This study evaluated the stretching and dilatation of venous segments ex vivo in subjects with primary
varicose veins in comparison with comparable segments from subjects that used the supplement
Pycnogenol (150 mg/d) for 3 months before surgery. Subjects with
varicose veins and chronic
venous insufficiency voluntarily used
Pycnogenol for a period of at least 3 months. The segments of veins removed with surgery (in 30 subjects that had used
Pycnogenol and in 10 comparable control subjects that had not used the supplement) were compared with normal, unused vein segments harvested for bypass grafting. The segments were suspended and a weight was attached to the distal part of the veins for 3 minutes and dilated with pressurized water. Digital images were recorded; the veins were measured before and after stretching to evaluate elongation.

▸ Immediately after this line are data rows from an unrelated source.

//! Scheduling, dispatch, retries and cancellation end to end.

use chrono::{Duration, Utc};

use jobhub_core::error::ErrorKind;
use jobhub_core::types::PageRequest;
use jobhub_entity::execution::ExecutionStatus;
use jobhub_entity::job::{CircuitBreakerPolicy, RetryPolicy, RetryStrategy};

use crate::helpers::TestScheduler;

#[tokio::test]
async fn test_scheduled_job_runs_and_schedule_advances() {
    let scheduler = TestScheduler::new();
    let job = scheduler
        .active_job("nightly-sync", "flaky", 60, RetryPolicy::no_retry(), CircuitBreakerPolicy::disabled())
        .await;
    let now = Utc::now();
    let schedule = scheduler.schedule_due_at(&job, now - Duration::seconds(5)).await;

    let report = scheduler.orchestrator.tick_at(now).await;
    assert!(report.is_ok());
    assert_eq!(report.schedules_fired, 1);
    scheduler.orchestrator.wait_for_in_flight().await;

    let executions = scheduler.executions(&job).await;
    assert_eq!(executions.len(), 1);
    assert_eq!(executions[0].status, ExecutionStatus::Succeeded);
    assert_eq!(executions[0].output, Some(serde_json::json!({"ok": true})));
    assert!(!executions[0].is_manual);

    let schedule = scheduler.schedule(&schedule).await;
    assert_eq!(schedule.last_execution, Some(now));
    let next = schedule.next_execution.expect("daily rule always has a next occurrence");
    assert!(next > now && next <= now + Duration::days(1));
}

#[tokio::test]
async fn test_manual_trigger_history_and_stats() {
    let scheduler = TestScheduler::new();
    let job = scheduler
        .active_job("rebuild", "flaky", 60, RetryPolicy::no_retry(), CircuitBreakerPolicy::disabled())
        .await;

    let first = scheduler.run_manually(&job).await;
    assert_eq!(first.status, ExecutionStatus::Succeeded);
    assert_eq!(first.triggered_by.as_deref(), Some("it"));
    scheduler.handler.fail();
    let second = scheduler.run_manually(&job).await;
    assert_eq!(second.status, ExecutionStatus::Failed);
    assert_eq!(second.error_message.as_deref(), Some("upstream returned 503"));

    let history = scheduler
        .queue
        .executions_for_job(&job.id, &PageRequest::default())
        .await
        .expect("history");
    assert_eq!(history.total_items, 2);
    assert_eq!(history.items[0].id, second.id);

    let stats = scheduler.queue.stats().await.expect("stats");
    assert_eq!(stats.succeeded, 1);
    assert_eq!(stats.failed, 1);
    assert_eq!(stats.queued, 0);
    assert_eq!(stats.instance_id, "it-scheduler");
}

#[tokio::test]
async fn test_cancelled_execution_is_never_dispatched() {
    let scheduler = TestScheduler::new();
    let job = scheduler
        .active_job("export", "flaky", 60, RetryPolicy::no_retry(), CircuitBreakerPolicy::disabled())
        .await;
    let execution = scheduler.queue.trigger(&job.id, "it", None).await.expect("trigger");
    let cancelled = scheduler
        .queue
        .cancel(&execution.id, "operator changed their mind")
        .await
        .expect("cancel");
    assert_eq!(cancelled.status, ExecutionStatus::Cancelled);

    assert_eq!(scheduler.orchestrator.tick().await.executions_dispatched, 0);
    scheduler.orchestrator.wait_for_in_flight().await;
    assert_eq!(scheduler.handler.runs(), 0);

    let err = scheduler
        .queue
        .cancel(&execution.id, "again")
        .await
        .expect_err("terminal execution cannot be cancelled");
    assert_eq!(err.kind, ErrorKind::InvalidTransition);
}

#[tokio::test(start_paused = true)]
async fn test_timed_out_execution_is_retried_with_backoff() {
    let scheduler = TestScheduler::new();
    let retry = RetryPolicy::new(2, RetryStrategy::Linear, 10).expect("valid policy");
    let job = scheduler
        .active_job("slow-report", "sleep", 1, retry, CircuitBreakerPolicy::disabled())
        .await;
    let execution = scheduler
        .queue
        .trigger(&job.id, "it", Some(serde_json::json!({"seconds": 30})))
        .await
        .expect("trigger");

    scheduler.orchestrator.tick().await;
    scheduler.orchestrator.wait_for_in_flight().await;

    let stored = scheduler.queue.execution(&execution.id).await.expect("exists");
    assert_eq!(stored.status, ExecutionStatus::Retrying);
    assert_eq!(stored.error_message.as_deref(), Some("Execution timed out"));
    assert_eq!(stored.retry_attempt, 1);
    assert_eq!(stored.retry_delay_seconds, Some(10));
    let retry_at = stored.next_retry_at.expect("retry scheduled");
    assert!(retry_at > Utc::now() + Duration::seconds(5));
}

#[tokio::test]
async fn test_trigger_requires_an_active_job() {
    let scheduler = TestScheduler::new();
    let job = scheduler
        .active_job("archived", "flaky", 60, RetryPolicy::no_retry(), CircuitBreakerPolicy::disabled())
        .await;
    let mut stored = scheduler.job(&job).await;
    stored.archive("it", Utc::now());
    scheduler.stores.jobs.update(&stored).await.expect("updated");

    let err = scheduler
        .queue
        .trigger(&job.id, "it", None)
        .await
        .expect_err("archived job cannot be triggered");
    assert_eq!(err.kind, ErrorKind::Conflict);
}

The manipulation of the vein segment was minimal. Tests were completed within 20 minutes after harvesting the veins. All segments were 4 cm long. The stretching test indicated a significantly higher level of passive elongation in control, varicose segments (2.29; 0.65 mm) in comparison with 1.39; 0.2 mm in vein segments from
Pycnogenol-using patients. The dilation test showed an average higher dilation (2.19; 0.3 mm) in control
varicose veins in comparison with
varicose veins from
Pycnogenol-using patients (1.32; 0.7 mm) (p < 0.05). Stretching and dilatation were lower in veins from
Pycnogenol-using subjects (p < 0.05). The measurement of destretching and the recovery after dilatation indicated a better tone and recovery of the original size/shape in varicose segments from patients using
Pycnogenol. Varicose segments had a more significant persistent dilatation and elongation in comparison with normal vein segments.
Pycnogenol seems to decrease passive dilatation and stretching and gives vein walls a greater tonic recovery and elasticity that allows the vein to recover its original shape after dynamic stresses.